What to do
In the entries that follow, how many lines include the string "RenderedFile"? The answer is the number only.

Data excerpts
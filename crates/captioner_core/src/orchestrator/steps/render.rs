//! Render step - runs the engine once per variant.

use crate::engine::{is_progress_line, out_time_secs, EngineCommand, RunControl};
use crate::jobs::JobPhase;
use crate::orchestrator::errors::{StepError, StepResult};
use crate::orchestrator::step::PipelineStep;
use crate::orchestrator::types::{Context, JobState, RenderOutput, RenderedFile, StepOutcome};

/// Render step.
///
/// Invocations are strictly sequential; two engine processes never write
/// into the same job directory at once.
#[derive(Debug, Default)]
pub struct RenderStep;

impl RenderStep {
    pub fn new() -> Self {
        Self
    }

    fn run_engine(&self, ctx: &Context, command: &EngineCommand) -> StepResult<()> {
        let engine = ctx.services.engine.as_ref();
        let program = engine.program();
        let args = command.args();

        // Log the command
        ctx.logger.command(&command.display_line(&program));

        // Log pretty format if enabled
        if ctx.settings.logging.show_options_pretty {
            ctx.logger.log_engine_args_pretty(&program, &args);
        }
        if ctx.settings.logging.show_options_json {
            ctx.logger.log_engine_args_json(&args);
        }

        ctx.logger.clear_tail();
        let control = RunControl::new(ctx.engine_timeout(), ctx.cancel.clone());
        let expected = command.expected_duration.filter(|d| *d > 0.0);
        let result = engine.run(command, &control, &|line| {
            if !is_progress_line(line) {
                ctx.logger.output_line(line, true);
            } else if let (Some(total), Some(done)) = (expected, out_time_secs(line)) {
                ctx.logger.progress(progress_percent(done, total));
            }
        });

        if let Err(e) = result {
            ctx.logger.show_tail(&format!("{} output", program));
            return Err(e.into());
        }
        Ok(())
    }
}

impl PipelineStep for RenderStep {
    fn phase(&self) -> JobPhase {
        JobPhase::Rendering
    }

    fn description(&self) -> &str {
        "Render every variant with the media engine"
    }

    fn validate_input(&self, _ctx: &Context) -> StepResult<()> {
        Ok(())
    }

    fn execute(&self, ctx: &Context, state: &mut JobState) -> StepResult<StepOutcome> {
        let build = state
            .build
            .as_ref()
            .ok_or_else(|| StepError::precondition_failed("Build results not recorded"))?;

        let mut files = Vec::new();
        for command in &build.commands {
            ctx.logger.section(&format!("Rendering {}", command.variant));
            self.run_engine(ctx, command)?;
            ctx.logger
                .success(&format!("Rendered {}", command.output().display()));
            files.push(RenderedFile {
                variant: command.variant,
                path: command.output.clone(),
                expected_duration: command.expected_duration,
            });
        }

        state.render = Some(RenderOutput { files });
        Ok(StepOutcome::Success)
    }

    fn validate_output(&self, _ctx: &Context, state: &JobState) -> StepResult<()> {
        let render = state
            .render
            .as_ref()
            .ok_or_else(|| StepError::invalid_output("Render results not recorded"))?;

        for file in &render.files {
            if !file.path.exists() {
                return Err(StepError::invalid_output(format!(
                    "Output file not created: {}",
                    file.path.display()
                )));
            }
        }
        Ok(())
    }
}

/// Share of `total` covered by `done`, clamped to 0..=100.
fn progress_percent(done: f64, total: f64) -> u32 {
    ((done / total) * 100.0).clamp(0.0, 100.0) as u32
}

Problem solution
2